(GIVEN DATA)
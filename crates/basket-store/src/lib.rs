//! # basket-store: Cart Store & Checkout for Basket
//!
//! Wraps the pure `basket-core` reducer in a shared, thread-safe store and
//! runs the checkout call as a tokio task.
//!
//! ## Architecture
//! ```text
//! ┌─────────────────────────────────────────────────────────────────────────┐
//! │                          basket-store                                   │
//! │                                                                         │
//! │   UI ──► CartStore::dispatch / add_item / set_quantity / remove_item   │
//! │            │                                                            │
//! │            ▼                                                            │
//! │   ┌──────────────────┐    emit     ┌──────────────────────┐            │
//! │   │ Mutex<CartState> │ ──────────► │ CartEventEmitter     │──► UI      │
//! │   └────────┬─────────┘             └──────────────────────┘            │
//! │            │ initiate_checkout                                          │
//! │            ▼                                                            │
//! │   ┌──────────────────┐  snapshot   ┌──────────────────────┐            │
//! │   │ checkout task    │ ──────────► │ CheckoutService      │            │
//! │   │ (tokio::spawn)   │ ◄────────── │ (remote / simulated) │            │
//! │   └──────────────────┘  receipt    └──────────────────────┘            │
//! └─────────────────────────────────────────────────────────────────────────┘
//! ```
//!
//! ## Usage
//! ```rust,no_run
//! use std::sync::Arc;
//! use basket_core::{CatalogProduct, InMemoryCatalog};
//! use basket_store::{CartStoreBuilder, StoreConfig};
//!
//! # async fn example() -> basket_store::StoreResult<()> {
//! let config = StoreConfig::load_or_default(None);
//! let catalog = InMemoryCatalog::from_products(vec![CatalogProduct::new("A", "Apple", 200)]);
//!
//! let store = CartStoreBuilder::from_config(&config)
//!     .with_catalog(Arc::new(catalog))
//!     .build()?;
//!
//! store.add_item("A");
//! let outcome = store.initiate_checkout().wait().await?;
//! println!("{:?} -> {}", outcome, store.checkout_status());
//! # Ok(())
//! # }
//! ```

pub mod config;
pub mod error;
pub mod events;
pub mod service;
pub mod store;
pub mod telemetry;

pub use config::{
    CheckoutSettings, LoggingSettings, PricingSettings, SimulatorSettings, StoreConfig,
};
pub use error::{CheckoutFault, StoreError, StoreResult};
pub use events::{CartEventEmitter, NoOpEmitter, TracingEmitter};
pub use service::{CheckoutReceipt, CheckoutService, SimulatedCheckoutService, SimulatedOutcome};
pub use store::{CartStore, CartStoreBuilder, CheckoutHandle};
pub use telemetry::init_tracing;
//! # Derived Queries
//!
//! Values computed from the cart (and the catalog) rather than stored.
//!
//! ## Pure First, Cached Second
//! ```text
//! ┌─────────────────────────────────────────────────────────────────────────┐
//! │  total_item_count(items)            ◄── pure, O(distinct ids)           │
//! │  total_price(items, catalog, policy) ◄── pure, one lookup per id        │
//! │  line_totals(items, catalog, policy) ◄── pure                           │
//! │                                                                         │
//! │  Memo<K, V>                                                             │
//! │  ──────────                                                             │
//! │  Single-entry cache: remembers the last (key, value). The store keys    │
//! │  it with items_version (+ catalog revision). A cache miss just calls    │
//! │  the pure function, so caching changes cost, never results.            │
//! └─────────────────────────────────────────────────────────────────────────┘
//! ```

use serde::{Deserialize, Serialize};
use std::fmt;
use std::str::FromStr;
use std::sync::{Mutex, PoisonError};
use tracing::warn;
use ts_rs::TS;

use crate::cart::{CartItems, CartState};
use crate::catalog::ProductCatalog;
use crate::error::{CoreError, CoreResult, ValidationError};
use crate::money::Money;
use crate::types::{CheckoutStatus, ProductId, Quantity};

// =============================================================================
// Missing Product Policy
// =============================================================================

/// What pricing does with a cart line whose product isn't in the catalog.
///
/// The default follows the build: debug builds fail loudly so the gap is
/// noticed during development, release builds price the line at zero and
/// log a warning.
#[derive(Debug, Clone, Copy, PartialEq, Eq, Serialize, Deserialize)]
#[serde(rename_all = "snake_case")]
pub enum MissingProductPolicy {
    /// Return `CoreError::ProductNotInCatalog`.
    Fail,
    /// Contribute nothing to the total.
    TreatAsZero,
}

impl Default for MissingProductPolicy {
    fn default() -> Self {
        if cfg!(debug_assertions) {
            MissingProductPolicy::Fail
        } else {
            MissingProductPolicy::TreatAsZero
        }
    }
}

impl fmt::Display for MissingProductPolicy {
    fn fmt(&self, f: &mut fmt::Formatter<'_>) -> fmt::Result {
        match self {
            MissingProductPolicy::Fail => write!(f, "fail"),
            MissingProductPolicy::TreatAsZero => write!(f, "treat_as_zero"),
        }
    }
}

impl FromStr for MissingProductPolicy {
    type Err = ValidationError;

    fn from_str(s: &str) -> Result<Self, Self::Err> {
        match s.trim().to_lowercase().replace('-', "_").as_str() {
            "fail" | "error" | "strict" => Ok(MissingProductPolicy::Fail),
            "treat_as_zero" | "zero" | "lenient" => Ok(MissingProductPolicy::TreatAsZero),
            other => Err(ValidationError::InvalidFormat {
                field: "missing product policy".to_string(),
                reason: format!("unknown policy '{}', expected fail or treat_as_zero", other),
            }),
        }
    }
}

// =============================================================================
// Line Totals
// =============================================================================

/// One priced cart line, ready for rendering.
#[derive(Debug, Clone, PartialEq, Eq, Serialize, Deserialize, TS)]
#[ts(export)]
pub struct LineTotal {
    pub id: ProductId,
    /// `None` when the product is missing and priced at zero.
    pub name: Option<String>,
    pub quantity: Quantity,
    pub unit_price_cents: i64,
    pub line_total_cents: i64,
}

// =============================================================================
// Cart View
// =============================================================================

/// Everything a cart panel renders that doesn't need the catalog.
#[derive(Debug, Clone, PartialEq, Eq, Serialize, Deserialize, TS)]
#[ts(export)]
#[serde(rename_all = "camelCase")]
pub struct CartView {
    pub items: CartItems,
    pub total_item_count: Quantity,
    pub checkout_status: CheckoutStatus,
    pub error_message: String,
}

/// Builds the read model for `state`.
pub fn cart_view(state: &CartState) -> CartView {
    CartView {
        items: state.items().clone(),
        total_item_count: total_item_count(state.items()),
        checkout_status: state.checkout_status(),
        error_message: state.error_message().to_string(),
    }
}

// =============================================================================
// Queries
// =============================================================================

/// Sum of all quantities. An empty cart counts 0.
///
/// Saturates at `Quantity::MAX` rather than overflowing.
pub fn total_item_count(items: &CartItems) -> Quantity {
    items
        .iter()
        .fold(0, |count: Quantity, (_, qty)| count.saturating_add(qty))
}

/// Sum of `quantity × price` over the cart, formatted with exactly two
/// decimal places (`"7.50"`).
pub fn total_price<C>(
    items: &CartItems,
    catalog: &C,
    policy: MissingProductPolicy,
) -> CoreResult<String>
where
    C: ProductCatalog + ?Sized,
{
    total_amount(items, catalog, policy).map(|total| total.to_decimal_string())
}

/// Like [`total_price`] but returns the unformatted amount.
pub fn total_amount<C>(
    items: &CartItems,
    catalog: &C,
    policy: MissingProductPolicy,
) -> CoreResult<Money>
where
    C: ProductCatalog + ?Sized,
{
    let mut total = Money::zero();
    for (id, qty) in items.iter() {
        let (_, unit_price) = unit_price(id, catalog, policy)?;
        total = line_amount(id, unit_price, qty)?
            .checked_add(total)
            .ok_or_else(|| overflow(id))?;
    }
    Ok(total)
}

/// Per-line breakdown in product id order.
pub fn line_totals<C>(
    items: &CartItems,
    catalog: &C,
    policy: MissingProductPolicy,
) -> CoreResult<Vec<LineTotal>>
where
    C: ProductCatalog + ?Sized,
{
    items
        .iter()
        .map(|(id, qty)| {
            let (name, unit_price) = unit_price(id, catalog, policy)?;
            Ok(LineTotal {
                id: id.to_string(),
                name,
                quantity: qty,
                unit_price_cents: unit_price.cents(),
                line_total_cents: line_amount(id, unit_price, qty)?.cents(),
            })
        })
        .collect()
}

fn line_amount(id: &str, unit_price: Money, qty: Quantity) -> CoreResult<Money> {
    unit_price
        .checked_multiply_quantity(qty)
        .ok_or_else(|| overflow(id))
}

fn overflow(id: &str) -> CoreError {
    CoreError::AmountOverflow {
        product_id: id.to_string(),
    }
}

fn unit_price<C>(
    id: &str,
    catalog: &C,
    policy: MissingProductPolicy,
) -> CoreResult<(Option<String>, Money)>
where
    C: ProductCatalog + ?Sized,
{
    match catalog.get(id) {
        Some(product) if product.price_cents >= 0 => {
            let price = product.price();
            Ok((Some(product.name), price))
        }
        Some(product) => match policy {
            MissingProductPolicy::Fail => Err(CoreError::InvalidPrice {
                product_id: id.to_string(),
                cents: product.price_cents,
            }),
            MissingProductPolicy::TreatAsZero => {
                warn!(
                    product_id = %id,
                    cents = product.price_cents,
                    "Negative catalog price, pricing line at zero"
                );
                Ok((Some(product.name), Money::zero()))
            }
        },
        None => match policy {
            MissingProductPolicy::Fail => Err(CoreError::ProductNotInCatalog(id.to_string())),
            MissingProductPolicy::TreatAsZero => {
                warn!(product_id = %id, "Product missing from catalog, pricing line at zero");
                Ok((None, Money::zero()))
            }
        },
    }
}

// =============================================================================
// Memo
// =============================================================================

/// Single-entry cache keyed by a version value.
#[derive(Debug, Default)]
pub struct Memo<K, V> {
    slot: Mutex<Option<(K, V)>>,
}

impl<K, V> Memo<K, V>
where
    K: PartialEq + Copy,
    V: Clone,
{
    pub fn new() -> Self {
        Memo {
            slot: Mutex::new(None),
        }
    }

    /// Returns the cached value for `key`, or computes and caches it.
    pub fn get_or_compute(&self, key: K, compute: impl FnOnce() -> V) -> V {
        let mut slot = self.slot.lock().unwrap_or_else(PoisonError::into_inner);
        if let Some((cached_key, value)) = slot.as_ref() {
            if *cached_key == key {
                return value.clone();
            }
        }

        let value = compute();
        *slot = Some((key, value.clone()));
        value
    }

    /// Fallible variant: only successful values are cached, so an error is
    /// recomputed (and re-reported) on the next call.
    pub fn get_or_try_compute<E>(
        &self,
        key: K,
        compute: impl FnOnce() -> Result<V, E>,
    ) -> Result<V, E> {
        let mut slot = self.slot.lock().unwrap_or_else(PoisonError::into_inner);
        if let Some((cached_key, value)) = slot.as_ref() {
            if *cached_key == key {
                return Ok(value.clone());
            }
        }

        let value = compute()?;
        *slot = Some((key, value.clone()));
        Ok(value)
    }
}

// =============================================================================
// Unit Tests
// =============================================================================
(End GIVEN DATA)
**GOAL OF THE EXERCISE:**
Lines from the entries that contain the word "None" are what the answer must hold.

**RESULT OF THIS TASK:**
//! let config = StoreConfig::load_or_default(None);
    /// `None` when the product is missing and priced at zero.
        None => match policy {
                Ok((None, Money::zero()))
            slot: Mutex::new(None),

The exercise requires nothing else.